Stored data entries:
-------

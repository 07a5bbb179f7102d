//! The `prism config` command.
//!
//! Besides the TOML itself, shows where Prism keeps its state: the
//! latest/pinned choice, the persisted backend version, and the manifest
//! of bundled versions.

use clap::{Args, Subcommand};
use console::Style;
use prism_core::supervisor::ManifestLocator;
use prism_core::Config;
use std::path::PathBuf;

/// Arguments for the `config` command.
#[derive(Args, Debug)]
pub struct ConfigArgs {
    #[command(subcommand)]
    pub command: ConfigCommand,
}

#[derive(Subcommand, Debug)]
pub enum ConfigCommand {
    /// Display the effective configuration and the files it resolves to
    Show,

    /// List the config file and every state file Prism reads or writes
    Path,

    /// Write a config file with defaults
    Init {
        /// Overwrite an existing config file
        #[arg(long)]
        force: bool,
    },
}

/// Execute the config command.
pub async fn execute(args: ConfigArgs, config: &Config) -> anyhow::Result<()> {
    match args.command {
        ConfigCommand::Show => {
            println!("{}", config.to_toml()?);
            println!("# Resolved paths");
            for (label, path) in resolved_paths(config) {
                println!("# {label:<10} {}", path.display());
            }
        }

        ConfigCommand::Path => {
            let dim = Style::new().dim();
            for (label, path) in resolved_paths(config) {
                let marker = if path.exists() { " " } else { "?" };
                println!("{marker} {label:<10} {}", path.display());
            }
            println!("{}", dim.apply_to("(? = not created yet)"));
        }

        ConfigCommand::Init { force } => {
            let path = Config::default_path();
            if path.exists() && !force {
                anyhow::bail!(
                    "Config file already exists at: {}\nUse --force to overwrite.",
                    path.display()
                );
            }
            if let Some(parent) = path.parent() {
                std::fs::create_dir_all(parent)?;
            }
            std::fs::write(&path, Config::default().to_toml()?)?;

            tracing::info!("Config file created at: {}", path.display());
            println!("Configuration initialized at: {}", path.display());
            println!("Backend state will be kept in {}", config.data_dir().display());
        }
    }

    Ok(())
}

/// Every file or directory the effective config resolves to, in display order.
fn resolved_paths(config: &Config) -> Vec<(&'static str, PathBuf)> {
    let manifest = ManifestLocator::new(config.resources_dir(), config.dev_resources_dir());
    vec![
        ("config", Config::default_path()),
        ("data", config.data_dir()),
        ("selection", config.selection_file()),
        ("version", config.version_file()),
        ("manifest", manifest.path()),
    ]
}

-------

WORK INSTRUCTION:
Would you return the entries exactly as they stand?

SOLUTION FOR THIS TASK:
repository 07a5bbb179f7102d
//! The `prism config` command.
//!
//! Besides the TOML itself, shows where Prism keeps its state: the
//! latest/pinned choice, the persisted backend version, and the manifest
//! of bundled versions.

use clap::{Args, Subcommand};
use console::Style;
use prism_core::supervisor::ManifestLocator;
use prism_core::Config;
use std::path::PathBuf;

/// Arguments for the `config` command.
#[derive(Args, Debug)]
pub struct ConfigArgs {
    #[command(subcommand)]
    pub command: ConfigCommand,
}

#[derive(Subcommand, Debug)]
pub enum ConfigCommand {
    /// Display the effective configuration and the files it resolves to
    Show,

    /// List the config file and every state file Prism reads or writes
    Path,

    /// Write a config file with defaults
    Init {
        /// Overwrite an existing config file
        #[arg(long)]
        force: bool,
    },
}

/// Execute the config command.
pub async fn execute(args: ConfigArgs, config: &Config) -> anyhow::Result<()> {
    match args.command {
        ConfigCommand::Show => {
            println!("{}", config.to_toml()?);
            println!("# Resolved paths");
            for (label, path) in resolved_paths(config) {
                println!("# {label:<10} {}", path.display());
            }
        }

        ConfigCommand::Path => {
            let dim = Style::new().dim();
            for (label, path) in resolved_paths(config) {
                let marker = if path.exists() { " " } else { "?" };
                println!("{marker} {label:<10} {}", path.display());
            }
            println!("{}", dim.apply_to("(? = not created yet)"));
        }

        ConfigCommand::Init { force } => {
            let path = Config::default_path();
            if path.exists() && !force {
                anyhow::bail!(
                    "Config file already exists at: {}\nUse --force to overwrite.",
                    path.display()
                );
            }
            if let Some(parent) = path.parent() {
                std::fs::create_dir_all(parent)?;
            }
            std::fs::write(&path, Config::default().to_toml()?)?;

            tracing::info!("Config file created at: {}", path.display());
            println!("Configuration initialized at: {}", path.display());
            println!("Backend state will be kept in {}", config.data_dir().display());
        }
    }

    Ok(())
}

/// Every file or directory the effective config resolves to, in display order.
fn resolved_paths(config: &Config) -> Vec<(&'static str, PathBuf)> {
    let manifest = ManifestLocator::new(config.resources_dir(), config.dev_resources_dir());
    vec![
        ("config", Config::default_path()),
        ("data", config.data_dir()),
        ("selection", config.selection_file()),
        ("version", config.version_file()),
        ("manifest", manifest.path()),
    ]
}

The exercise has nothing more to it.